The level of payment is based on bilaterally negotiated
"accounting rates". The so-called accounting rate
regime is set out in the International Telecommunication
Regulations (ITRs), an international treaty administered by
the ITU, which was last updated in 1988. The ITRs are
complemented by the "D-series" of Recommendations,
which are the work of Study Group 3 of the ITU Telecommunication
Standardization Sector.
2. The accounting rate regime contains a number of different
methodologies, but in recent years the most common system of
remuneration has been the "accounting rate revenue division
procedure". Under this system, a net settlement payment is
made on the basis of excess traffic minutes, multiplied by half
the accounting rate (the accounting rate share, or settlement
rate). Net settlement payments have grown larger as traffic
flows have become less balanced, during the 1990s. ITU estimates
that, between 1993-98, net flows of settlement payments from
developed counties to developing ones amounted to some US$40
billion2. However, an increasing volume of traffic now passes
outside the accounting rate system (e.g., via the Internet), or
is routed in such a way as to exploit the least-cost route
between two end-points, which is not necessarily the most direct
one.
3. In order to adapt the remuneration system to the new, more
competitive telecommunication environment, and to respond to the
growing expectations of the international community, Study Group
3 started an overall review of the remuneration system as from
1991. The topic has
generated considerable interest and, over the past few years,
delegates representing more than 80 countries exchanged
opinions and participated actively in the meetings.

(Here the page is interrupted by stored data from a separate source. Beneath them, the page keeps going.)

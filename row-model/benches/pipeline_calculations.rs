//! FILENAME: row-model/benches/pipeline_calculations.rs
//! Benchmarks for the full row-model pipeline.

use criterion::{black_box, criterion_group, criterion_main, Criterion};
use row_model::{ColumnDef, Table, TableConfig};
use table_engine::{CellValue, ColumnFilter, ColumnSort, Record};

const STATUSES: [&str; 3] = ["Active", "Pending", "Closed"];
const REGIONS: [&str; 4] = ["EU", "US", "APAC", "LATAM"];

fn sample_records(n: usize) -> Vec<Record> {
    (0..n)
        .map(|i| {
            Record::new()
                .with("name", format!("item{}", i).as_str())
                .with("status", STATUSES[i % STATUSES.len()])
                .with("region", REGIONS[i % REGIONS.len()])
                .with("amount", ((i * 37) % 1000) as f64)
        })
        .collect()
}

fn sample_table(n: usize) -> Table {
    Table::new(
        sample_records(n),
        TableConfig::new(vec![
            ColumnDef::new("name"),
            ColumnDef::new("status"),
            ColumnDef::new("region"),
            ColumnDef::new("amount"),
        ]),
    )
    .unwrap()
}

fn bench_filter_sort_paginate(c: &mut Criterion) {
    c.bench_function("filter_sort_paginate_10k", |b| {
        let mut table = sample_table(10_000);
        table.set_column_filters(vec![ColumnFilter {
            id: "status".to_string(),
            value: CellValue::text("Active"),
        }]);
        table.set_sorting(vec![ColumnSort {
            id: "amount".to_string(),
            desc: true,
        }]);
        b.iter(|| {
            // Force a fresh pass each iteration.
            table.set_page_size(50);
            table.set_records(sample_records(10_000));
            black_box(table.paginated_row_model().len())
        });
    });
}

fn bench_grouping(c: &mut Criterion) {
    c.bench_function("group_aggregate_10k", |b| {
        let mut table = sample_table(10_000);
        table.set_grouping(vec!["region".to_string(), "status".to_string()]);
        b.iter(|| {
            table.set_records(sample_records(10_000));
            black_box(table.grouped_row_model().len())
        });
    });
}

fn bench_memoized_repeat(c: &mut Criterion) {
    c.bench_function("memoized_repeat_pass", |b| {
        let mut table = sample_table(10_000);
        table.set_sorting(vec![ColumnSort {
            id: "amount".to_string(),
            desc: false,
        }]);
        table.paginated_row_model();
        b.iter(|| black_box(table.paginated_row_model().len()));
    });
}

criterion_group!(
    benches,
    bench_filter_sort_paginate,
    bench_grouping,
    bench_memoized_repeat
);
criterion_main!(benches);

The
following represent common objectives for the work:
- to develop general principles and guidelines for the
establishment of accounting rates;
- to determine cost components to be included in the
telephone accounting rates;
- to expedite work on developing appropriate costing
methodologies;
- to establish a transition period to avoid drastic changes,
particularly for the developing countries.
4. Based on the above objectives, Study Group 3 developed
ITU-T Recommendation D.140 on accounting rates principles for
the international telephone service. Five principles were
adopted; they are:
- cost-orientation of accounting rates and accounting
rate shares;
- application of the cost-orientation principles to all
relations on a non-discriminatory basis;
- implementation on a scheduled basis of one to five
years, if a transitional timeframe is necessary;
- periodical review of accounting rates;
- to survey and publish global accounting rates
movement.
5. Recommendation D.140 was first adopted in 1992, with two
annexes which contain the guidelines for the cost elements to be
taken into account when determining accounting rates and other
guidelines regarding the provision of information relating to
accounting rates. Later on, two more annexes were added to
facilitate the bilateral negotiation of accounting rates and to
recommend the reduction of the total accounting rate at least to
a level of 1 SDR per minute by the end of 1998.
6. With the adoption of Recommendation D.140, Study Group 3
expected a quick reduction of accounting rates towards costs.
Between 1992 and 1996, the worldwide accounting rates decline
was only 4 per cent per year, speeding up to a decline a 12 per
cent per year between 1996 and 1998. Available information
suggests that actual costs, in many countries, have been
declining at a faster rate. Some countries feel that the rate of
reduction in bilaterally negotiated accounting rates has been
too slow, and have taken other measures to ensure a more rapid
transition towards cost-oriented levels. Since 1998, the rate of
reduction has accelerated to more than 20 per cent per year.
Perhaps as much as half of all international traffic now passes
outside the accounting rate system. Since 1998 the number of
international voice circuits used for the Public Switched
Telephone Network has been in decline on the busiest routes, for
instance between North America and Europe, with private leased
lines, which are used for carrying Internet Protocol traffic,
now much more numerous.
7. With the adoption of WTO General Agreement on Trade in
Services by all WTO Members and Protocol 4 (the agreement on
basic telecommunication services) by many of them, those
governments which made commitments to liberalize their market
have seen an acceleration in the reform of accounting rates. In
more liberal countries, the accounting rate regime has been
superseded by a regime of facilities-based interconnection, on
many routes. In a majority of the ITU’s 189 Member States,
competition is not permitted in the provision of international
telecommunication services. But in those Member States where
competition is permitted, which account for more than
three-quarters of total traffic, telecommunication services are
more and more considered as a tradable commodity.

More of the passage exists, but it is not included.